====== Dataset records

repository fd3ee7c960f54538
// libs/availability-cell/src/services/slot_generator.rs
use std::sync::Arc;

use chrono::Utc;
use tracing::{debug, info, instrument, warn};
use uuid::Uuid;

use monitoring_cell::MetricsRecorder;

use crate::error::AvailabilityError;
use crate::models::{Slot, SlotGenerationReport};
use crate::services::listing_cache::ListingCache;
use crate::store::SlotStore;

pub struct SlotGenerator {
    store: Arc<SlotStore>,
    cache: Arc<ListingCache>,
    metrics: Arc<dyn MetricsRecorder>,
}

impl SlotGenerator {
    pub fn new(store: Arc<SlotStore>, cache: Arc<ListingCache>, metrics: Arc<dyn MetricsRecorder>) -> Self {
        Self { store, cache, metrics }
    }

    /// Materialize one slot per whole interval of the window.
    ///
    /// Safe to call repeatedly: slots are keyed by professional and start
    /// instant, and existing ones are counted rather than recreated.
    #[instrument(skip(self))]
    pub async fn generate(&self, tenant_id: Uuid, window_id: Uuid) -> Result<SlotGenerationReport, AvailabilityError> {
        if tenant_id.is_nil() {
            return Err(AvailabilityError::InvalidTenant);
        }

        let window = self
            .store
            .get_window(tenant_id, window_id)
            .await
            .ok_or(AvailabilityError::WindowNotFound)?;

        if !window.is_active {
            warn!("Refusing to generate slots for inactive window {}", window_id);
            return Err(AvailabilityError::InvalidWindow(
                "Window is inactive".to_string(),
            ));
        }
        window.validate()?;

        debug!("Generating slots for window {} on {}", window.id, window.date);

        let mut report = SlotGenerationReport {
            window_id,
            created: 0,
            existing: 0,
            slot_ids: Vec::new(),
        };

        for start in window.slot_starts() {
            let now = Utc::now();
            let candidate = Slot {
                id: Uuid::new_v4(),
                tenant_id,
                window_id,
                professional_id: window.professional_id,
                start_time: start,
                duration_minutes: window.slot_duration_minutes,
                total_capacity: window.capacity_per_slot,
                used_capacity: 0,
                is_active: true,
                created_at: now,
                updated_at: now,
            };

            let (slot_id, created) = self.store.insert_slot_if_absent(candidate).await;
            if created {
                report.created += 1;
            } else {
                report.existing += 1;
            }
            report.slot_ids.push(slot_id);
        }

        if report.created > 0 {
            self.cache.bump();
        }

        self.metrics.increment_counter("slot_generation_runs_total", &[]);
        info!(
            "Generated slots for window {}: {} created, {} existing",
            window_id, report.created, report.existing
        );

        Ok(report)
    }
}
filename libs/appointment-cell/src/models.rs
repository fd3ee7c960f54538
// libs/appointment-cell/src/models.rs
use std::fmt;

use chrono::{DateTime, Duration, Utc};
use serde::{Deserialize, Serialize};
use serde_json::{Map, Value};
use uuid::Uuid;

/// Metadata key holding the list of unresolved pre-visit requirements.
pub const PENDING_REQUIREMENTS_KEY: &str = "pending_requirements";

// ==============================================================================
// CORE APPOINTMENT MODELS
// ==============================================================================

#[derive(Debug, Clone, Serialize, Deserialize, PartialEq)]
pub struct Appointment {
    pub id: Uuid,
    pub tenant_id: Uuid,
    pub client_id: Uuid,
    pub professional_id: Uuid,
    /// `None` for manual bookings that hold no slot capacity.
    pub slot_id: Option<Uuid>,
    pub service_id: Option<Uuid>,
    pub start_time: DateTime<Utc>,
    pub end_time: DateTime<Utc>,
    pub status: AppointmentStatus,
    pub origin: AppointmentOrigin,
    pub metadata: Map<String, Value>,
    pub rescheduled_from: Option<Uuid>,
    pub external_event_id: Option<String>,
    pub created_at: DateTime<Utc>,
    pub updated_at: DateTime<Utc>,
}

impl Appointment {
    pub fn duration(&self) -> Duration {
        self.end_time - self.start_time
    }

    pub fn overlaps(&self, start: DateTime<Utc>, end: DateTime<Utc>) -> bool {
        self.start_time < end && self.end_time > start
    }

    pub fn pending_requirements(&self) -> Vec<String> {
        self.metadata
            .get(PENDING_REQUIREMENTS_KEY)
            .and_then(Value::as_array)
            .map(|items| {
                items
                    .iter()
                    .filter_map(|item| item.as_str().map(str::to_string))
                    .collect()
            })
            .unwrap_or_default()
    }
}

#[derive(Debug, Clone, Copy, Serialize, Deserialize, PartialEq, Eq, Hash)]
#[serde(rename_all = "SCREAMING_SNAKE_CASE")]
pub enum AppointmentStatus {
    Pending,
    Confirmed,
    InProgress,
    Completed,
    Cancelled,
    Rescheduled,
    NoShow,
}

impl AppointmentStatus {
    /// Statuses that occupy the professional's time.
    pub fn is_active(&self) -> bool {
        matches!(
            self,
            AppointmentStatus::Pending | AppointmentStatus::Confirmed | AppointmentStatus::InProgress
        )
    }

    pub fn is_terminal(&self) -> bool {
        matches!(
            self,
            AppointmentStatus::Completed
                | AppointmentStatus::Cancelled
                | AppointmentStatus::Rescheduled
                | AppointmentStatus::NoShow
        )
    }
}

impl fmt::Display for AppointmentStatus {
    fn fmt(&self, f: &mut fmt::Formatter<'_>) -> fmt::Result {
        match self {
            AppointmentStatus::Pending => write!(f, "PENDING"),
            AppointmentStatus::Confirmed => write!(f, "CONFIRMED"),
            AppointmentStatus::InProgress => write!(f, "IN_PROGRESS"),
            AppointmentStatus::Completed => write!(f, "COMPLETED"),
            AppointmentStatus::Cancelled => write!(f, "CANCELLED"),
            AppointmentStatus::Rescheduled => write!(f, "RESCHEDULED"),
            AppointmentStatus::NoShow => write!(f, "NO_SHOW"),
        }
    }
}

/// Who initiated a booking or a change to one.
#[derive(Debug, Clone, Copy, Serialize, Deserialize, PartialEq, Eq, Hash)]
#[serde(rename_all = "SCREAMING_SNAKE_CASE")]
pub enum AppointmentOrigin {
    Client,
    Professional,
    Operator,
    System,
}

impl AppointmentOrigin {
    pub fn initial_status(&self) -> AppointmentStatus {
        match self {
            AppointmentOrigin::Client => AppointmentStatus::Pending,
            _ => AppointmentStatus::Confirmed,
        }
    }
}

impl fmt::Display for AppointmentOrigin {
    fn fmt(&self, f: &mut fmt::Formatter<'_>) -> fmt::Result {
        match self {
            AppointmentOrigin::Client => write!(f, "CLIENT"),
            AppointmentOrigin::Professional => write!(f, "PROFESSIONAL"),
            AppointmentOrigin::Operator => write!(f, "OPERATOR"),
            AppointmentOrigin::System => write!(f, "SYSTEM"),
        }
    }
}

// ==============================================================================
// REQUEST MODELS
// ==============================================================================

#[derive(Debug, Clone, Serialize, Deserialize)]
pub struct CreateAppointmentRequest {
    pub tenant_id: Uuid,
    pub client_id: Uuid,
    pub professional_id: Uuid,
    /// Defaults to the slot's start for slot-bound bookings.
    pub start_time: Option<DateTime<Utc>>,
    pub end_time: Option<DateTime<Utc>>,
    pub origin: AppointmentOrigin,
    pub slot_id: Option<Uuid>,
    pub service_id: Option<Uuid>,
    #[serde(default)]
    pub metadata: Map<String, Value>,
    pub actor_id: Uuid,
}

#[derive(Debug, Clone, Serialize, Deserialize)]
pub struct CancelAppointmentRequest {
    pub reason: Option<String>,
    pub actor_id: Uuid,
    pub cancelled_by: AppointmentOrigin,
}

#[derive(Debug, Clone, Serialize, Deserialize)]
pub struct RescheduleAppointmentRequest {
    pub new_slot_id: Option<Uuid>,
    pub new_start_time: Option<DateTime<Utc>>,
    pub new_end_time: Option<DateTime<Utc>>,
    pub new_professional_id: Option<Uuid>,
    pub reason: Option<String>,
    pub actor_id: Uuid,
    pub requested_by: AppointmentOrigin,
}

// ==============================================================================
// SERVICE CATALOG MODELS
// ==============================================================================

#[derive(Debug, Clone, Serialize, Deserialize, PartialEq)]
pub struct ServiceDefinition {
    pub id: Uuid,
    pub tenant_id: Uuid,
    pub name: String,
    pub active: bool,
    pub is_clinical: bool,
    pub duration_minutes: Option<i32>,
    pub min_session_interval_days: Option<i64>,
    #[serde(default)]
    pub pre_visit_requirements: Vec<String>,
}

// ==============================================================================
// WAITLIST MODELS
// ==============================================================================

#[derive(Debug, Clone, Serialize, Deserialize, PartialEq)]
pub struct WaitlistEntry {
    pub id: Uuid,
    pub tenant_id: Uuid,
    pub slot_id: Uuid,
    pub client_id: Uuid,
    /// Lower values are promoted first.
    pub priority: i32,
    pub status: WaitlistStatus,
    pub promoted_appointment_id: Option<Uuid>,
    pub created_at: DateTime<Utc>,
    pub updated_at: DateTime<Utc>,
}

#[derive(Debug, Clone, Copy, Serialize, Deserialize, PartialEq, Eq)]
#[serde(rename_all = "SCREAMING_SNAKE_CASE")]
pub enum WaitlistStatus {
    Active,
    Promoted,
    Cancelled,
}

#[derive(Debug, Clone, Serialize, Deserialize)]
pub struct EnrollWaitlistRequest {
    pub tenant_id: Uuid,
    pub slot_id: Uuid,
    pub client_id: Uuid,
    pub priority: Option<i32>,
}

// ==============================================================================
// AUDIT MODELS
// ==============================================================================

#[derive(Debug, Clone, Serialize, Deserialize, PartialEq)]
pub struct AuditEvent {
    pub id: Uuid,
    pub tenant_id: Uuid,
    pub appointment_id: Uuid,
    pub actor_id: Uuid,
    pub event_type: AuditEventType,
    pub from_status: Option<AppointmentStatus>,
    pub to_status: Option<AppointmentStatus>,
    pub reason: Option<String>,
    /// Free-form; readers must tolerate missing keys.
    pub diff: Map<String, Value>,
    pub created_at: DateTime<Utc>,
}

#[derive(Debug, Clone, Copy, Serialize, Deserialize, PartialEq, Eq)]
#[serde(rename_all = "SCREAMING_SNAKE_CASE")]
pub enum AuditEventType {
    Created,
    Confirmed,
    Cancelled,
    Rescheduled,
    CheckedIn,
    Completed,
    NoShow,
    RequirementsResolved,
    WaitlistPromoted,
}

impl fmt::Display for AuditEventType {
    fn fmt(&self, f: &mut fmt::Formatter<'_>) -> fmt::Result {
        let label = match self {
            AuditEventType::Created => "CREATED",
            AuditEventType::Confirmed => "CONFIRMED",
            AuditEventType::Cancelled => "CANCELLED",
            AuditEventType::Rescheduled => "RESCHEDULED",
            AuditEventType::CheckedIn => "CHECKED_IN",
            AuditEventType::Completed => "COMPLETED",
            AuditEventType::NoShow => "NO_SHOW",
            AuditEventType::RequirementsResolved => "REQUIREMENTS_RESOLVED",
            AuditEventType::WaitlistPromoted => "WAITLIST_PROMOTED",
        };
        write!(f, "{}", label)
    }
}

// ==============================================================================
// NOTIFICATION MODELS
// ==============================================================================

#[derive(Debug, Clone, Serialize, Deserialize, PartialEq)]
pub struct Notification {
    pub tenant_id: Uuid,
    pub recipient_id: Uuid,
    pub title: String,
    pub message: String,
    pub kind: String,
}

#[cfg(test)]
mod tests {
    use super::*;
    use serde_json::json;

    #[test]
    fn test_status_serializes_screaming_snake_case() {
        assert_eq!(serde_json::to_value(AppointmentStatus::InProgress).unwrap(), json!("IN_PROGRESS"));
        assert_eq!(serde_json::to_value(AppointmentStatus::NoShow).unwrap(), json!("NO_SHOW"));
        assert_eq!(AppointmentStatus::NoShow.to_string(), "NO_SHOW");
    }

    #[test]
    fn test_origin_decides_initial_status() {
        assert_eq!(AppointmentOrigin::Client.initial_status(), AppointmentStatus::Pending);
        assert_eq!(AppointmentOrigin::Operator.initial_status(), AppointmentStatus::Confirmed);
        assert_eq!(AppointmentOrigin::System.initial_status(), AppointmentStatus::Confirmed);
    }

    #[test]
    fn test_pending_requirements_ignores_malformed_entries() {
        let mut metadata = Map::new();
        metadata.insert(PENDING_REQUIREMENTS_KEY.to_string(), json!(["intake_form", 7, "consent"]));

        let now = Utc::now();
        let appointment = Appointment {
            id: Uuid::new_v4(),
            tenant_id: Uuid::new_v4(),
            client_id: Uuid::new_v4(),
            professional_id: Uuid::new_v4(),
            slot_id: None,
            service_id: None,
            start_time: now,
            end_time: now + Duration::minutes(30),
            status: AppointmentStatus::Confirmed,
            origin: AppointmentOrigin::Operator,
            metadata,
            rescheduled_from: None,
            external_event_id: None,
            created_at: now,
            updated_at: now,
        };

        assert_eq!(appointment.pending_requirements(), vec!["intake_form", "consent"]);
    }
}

============
====== Dataset records

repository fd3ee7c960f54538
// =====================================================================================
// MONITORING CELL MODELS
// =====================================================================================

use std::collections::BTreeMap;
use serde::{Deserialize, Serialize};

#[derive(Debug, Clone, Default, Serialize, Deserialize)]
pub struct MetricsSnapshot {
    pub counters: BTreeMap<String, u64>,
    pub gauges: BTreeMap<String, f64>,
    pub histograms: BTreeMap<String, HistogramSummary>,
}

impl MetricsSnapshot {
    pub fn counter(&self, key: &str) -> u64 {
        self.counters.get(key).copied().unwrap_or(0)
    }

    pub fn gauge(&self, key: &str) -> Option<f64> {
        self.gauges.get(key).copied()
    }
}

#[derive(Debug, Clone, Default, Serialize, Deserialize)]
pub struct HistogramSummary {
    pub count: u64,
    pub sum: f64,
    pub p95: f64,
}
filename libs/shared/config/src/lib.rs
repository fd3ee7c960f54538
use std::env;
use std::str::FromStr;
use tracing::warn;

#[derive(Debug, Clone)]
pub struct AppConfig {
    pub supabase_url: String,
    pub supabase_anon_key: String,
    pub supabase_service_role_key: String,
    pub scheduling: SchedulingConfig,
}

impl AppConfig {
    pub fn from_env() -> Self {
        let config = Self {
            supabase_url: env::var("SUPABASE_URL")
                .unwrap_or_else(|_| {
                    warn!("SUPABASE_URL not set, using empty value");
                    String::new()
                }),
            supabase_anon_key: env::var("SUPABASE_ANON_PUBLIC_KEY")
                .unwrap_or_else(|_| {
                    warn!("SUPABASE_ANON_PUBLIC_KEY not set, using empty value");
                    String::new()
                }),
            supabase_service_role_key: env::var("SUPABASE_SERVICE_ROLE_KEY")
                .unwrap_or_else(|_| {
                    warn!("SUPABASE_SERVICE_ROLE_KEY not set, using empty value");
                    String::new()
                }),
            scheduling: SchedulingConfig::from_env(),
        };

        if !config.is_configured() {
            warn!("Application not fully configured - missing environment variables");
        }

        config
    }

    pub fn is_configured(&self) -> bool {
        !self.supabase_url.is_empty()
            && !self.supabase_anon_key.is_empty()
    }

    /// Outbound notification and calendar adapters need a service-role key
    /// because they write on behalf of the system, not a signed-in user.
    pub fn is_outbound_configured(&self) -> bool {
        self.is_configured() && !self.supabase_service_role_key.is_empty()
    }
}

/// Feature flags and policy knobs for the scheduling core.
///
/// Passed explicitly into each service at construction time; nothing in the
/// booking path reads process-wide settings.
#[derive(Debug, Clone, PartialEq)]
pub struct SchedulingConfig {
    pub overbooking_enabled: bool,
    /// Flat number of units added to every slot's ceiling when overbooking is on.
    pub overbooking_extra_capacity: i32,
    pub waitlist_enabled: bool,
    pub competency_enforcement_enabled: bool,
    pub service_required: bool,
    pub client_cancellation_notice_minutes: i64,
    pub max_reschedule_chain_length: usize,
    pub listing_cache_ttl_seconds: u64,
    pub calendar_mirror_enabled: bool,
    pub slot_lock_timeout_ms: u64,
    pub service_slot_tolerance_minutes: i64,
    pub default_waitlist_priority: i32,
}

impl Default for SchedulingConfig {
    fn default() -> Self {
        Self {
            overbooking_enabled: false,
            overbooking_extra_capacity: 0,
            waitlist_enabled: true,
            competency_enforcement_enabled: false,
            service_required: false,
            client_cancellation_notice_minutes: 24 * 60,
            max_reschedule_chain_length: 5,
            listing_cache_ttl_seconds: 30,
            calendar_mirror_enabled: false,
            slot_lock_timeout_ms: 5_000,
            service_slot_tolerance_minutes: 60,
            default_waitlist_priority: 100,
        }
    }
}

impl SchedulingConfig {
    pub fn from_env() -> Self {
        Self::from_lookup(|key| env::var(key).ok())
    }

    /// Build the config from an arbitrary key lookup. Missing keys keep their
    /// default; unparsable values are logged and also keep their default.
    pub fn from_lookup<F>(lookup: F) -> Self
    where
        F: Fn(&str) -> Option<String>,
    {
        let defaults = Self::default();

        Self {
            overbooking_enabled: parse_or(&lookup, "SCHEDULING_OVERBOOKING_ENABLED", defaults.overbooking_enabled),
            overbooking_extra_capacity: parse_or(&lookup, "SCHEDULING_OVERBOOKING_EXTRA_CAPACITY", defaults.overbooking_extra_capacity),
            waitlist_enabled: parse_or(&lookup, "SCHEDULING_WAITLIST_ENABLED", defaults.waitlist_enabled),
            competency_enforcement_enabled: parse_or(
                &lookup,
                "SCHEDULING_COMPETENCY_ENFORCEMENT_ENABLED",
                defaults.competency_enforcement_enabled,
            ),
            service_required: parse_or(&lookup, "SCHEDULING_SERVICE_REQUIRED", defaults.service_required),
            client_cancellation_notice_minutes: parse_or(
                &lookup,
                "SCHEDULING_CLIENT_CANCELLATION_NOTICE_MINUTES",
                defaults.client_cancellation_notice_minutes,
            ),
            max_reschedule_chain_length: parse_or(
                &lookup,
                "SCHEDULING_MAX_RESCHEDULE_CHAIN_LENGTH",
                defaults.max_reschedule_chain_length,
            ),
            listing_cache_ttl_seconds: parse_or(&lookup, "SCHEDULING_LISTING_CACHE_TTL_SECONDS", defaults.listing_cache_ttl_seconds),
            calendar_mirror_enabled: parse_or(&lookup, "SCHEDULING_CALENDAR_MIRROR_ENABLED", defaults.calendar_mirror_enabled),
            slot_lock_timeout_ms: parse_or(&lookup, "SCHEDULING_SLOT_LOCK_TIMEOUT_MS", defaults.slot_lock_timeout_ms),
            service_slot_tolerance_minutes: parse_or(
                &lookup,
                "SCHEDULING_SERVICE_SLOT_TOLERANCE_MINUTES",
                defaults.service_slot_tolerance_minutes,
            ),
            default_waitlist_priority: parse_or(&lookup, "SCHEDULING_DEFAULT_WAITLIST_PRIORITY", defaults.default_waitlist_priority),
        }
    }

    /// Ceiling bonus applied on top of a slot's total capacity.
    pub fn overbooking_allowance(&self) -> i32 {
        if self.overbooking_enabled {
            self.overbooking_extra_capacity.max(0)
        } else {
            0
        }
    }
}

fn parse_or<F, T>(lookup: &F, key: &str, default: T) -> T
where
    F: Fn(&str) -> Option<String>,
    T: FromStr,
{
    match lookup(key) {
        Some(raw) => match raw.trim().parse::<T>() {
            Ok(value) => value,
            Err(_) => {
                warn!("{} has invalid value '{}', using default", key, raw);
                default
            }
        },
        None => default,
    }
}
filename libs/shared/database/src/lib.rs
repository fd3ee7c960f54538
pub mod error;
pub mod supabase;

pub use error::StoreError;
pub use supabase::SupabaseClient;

============

Copy out every line from the records that has the word "filename".

filename libs/appointment-cell/src/models.rs
filename libs/shared/config/src/lib.rs
filename libs/shared/database/src/lib.rs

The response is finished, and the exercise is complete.